**Exercise description:**
Please repeat the lines below, exactly and only, from the one that holds "override moves everything" through the one that holds "User-facing launcher settings.".

**Study material:**
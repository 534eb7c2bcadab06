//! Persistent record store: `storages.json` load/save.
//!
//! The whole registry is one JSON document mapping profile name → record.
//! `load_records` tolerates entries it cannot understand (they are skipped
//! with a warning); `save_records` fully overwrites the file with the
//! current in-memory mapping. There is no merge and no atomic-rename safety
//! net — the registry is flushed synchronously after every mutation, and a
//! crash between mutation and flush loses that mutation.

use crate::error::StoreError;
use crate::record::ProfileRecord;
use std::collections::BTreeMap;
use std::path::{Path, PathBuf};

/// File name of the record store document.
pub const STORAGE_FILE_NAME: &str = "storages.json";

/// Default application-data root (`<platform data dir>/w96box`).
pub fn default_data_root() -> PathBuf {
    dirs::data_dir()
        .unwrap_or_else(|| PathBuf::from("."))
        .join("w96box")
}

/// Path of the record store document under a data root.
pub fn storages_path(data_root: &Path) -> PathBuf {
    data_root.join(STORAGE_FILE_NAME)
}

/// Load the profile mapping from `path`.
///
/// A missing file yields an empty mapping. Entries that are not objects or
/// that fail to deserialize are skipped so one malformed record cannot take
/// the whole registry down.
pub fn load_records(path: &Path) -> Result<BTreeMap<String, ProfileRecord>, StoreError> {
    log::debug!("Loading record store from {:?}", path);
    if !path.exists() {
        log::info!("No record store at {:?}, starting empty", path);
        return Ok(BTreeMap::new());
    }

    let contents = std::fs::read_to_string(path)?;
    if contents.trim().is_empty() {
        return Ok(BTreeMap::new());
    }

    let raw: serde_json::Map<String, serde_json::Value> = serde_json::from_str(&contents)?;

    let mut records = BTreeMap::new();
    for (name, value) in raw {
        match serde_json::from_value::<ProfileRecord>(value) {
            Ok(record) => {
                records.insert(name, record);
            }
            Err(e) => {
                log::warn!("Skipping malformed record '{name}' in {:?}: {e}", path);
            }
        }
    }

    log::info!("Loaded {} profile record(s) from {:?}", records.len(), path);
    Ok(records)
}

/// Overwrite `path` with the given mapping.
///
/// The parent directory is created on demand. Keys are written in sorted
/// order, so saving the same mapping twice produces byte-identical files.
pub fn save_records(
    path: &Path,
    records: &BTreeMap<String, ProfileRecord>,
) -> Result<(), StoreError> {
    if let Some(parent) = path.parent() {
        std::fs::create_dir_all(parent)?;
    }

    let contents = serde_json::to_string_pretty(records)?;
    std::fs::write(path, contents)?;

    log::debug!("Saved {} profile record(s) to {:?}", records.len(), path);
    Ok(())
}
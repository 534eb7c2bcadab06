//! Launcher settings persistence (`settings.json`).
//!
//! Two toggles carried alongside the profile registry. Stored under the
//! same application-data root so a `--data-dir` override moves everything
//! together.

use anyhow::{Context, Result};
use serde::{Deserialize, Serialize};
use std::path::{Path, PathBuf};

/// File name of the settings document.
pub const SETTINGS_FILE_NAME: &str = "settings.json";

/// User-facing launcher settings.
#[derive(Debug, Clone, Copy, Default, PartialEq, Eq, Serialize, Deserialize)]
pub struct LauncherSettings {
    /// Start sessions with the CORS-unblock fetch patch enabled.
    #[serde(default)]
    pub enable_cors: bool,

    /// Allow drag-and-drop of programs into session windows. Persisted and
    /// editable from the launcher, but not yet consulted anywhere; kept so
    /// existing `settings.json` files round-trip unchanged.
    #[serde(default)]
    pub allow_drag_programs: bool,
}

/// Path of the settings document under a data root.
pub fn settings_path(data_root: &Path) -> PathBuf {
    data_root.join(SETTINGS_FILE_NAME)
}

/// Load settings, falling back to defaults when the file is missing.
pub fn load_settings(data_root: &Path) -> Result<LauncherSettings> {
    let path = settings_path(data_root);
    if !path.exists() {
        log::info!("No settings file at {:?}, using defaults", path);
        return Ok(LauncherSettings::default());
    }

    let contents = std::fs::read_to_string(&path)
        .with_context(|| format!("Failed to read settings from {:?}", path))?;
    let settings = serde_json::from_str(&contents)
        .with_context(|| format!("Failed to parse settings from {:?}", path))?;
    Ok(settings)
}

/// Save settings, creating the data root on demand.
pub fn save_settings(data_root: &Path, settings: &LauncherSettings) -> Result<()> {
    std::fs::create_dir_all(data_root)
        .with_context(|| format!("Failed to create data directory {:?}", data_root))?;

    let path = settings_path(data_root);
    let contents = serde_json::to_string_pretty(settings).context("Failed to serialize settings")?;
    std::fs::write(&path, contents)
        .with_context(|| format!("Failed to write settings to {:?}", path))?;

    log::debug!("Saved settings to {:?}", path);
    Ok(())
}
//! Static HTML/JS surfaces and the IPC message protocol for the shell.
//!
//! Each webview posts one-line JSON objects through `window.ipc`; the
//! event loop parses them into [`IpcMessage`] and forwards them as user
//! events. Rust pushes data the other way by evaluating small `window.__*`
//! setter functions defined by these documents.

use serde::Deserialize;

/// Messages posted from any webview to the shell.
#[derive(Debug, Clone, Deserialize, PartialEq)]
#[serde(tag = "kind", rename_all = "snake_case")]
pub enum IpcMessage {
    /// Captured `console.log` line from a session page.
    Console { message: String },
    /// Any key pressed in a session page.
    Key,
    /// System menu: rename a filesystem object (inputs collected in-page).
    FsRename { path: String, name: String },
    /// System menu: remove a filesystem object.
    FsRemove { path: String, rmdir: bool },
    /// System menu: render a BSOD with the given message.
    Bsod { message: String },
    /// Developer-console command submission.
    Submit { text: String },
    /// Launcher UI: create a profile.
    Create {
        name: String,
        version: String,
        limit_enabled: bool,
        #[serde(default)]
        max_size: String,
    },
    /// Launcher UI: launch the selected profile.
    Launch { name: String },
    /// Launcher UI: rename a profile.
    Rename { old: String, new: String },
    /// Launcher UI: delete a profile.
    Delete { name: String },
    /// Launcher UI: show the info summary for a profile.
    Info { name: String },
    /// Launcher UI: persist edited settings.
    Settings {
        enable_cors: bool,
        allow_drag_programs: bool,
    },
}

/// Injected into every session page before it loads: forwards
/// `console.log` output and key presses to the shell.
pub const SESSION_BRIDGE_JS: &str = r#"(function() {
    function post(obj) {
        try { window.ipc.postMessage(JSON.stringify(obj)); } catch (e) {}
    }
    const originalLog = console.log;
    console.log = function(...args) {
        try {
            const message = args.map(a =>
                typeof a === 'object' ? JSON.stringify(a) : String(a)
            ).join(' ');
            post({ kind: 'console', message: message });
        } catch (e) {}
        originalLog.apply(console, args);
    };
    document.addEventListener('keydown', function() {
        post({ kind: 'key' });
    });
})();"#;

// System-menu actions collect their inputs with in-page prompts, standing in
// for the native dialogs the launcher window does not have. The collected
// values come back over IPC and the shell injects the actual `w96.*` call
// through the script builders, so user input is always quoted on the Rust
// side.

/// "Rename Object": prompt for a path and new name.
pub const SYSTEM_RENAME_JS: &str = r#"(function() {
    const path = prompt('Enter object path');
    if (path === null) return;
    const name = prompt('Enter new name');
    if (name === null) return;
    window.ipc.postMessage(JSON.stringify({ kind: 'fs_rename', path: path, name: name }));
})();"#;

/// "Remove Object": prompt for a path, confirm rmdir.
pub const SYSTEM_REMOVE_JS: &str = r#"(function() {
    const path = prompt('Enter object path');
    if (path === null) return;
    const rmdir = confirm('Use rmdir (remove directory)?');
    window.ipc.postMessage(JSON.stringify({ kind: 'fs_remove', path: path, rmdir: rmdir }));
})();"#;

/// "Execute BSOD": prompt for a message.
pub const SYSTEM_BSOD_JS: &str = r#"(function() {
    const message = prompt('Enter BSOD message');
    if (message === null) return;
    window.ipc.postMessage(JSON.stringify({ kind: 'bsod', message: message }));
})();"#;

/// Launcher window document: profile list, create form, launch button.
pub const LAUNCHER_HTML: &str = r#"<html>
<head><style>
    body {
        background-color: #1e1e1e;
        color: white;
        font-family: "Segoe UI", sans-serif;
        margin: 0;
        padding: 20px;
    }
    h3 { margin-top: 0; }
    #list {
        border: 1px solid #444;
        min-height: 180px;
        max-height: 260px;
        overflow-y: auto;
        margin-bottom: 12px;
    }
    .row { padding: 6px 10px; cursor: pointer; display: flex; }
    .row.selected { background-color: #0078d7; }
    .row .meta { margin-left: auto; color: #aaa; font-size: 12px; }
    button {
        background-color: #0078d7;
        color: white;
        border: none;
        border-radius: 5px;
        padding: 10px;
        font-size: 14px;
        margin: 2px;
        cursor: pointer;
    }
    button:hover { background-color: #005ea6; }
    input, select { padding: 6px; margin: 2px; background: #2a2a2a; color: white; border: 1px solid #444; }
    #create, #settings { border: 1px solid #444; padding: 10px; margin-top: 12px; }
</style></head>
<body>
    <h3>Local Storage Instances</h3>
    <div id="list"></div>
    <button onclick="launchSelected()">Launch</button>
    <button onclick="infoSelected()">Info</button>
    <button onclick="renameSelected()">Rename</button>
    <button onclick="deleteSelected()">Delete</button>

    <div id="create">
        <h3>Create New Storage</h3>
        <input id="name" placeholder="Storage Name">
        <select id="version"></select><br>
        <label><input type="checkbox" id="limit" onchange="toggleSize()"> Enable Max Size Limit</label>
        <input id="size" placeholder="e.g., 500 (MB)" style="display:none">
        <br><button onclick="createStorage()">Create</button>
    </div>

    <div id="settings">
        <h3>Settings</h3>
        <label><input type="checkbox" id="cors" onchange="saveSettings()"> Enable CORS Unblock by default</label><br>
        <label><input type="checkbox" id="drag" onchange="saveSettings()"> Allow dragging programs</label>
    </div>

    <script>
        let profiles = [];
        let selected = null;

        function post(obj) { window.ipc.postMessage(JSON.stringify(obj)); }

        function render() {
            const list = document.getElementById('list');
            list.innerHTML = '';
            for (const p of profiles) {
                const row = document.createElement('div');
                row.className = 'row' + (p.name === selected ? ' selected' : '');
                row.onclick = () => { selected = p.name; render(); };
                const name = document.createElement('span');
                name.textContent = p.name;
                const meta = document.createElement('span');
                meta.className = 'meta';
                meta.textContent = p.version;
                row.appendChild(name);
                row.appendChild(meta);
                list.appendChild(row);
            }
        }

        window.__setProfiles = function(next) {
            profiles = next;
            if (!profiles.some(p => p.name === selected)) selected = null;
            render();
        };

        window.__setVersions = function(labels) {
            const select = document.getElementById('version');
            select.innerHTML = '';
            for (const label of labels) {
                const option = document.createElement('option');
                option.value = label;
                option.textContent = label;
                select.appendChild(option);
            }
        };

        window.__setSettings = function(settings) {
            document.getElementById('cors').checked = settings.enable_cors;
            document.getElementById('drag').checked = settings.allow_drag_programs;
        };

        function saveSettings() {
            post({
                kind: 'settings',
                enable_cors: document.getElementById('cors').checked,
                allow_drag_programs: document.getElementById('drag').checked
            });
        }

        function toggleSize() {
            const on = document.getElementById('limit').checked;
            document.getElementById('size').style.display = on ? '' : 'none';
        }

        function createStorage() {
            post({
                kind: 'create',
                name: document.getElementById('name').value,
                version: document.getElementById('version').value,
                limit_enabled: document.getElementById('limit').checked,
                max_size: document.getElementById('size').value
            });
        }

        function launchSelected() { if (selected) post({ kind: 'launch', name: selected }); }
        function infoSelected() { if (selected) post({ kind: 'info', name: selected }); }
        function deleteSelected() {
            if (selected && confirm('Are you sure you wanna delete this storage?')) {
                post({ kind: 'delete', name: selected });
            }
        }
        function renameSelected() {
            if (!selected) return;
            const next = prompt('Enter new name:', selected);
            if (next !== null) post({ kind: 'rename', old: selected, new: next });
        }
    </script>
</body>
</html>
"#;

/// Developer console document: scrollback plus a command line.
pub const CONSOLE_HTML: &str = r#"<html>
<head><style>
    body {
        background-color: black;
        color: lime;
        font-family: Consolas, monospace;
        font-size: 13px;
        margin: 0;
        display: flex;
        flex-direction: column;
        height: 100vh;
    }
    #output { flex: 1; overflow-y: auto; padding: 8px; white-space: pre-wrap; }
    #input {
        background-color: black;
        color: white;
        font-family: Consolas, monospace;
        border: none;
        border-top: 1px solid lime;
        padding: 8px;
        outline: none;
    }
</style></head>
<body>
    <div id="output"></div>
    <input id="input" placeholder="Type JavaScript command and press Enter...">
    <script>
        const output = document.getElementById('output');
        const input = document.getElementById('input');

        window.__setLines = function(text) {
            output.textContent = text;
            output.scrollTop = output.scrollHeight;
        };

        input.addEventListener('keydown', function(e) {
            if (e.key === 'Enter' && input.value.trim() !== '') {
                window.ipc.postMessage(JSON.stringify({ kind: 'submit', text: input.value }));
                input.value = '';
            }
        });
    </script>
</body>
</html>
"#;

**The answer:**
//! same application-data root so a `--data-dir` override moves everything
//! together.

use anyhow::{Context, Result};
use serde::{Deserialize, Serialize};
use std::path::{Path, PathBuf};

/// File name of the settings document.
pub const SETTINGS_FILE_NAME: &str = "settings.json";

/// User-facing launcher settings.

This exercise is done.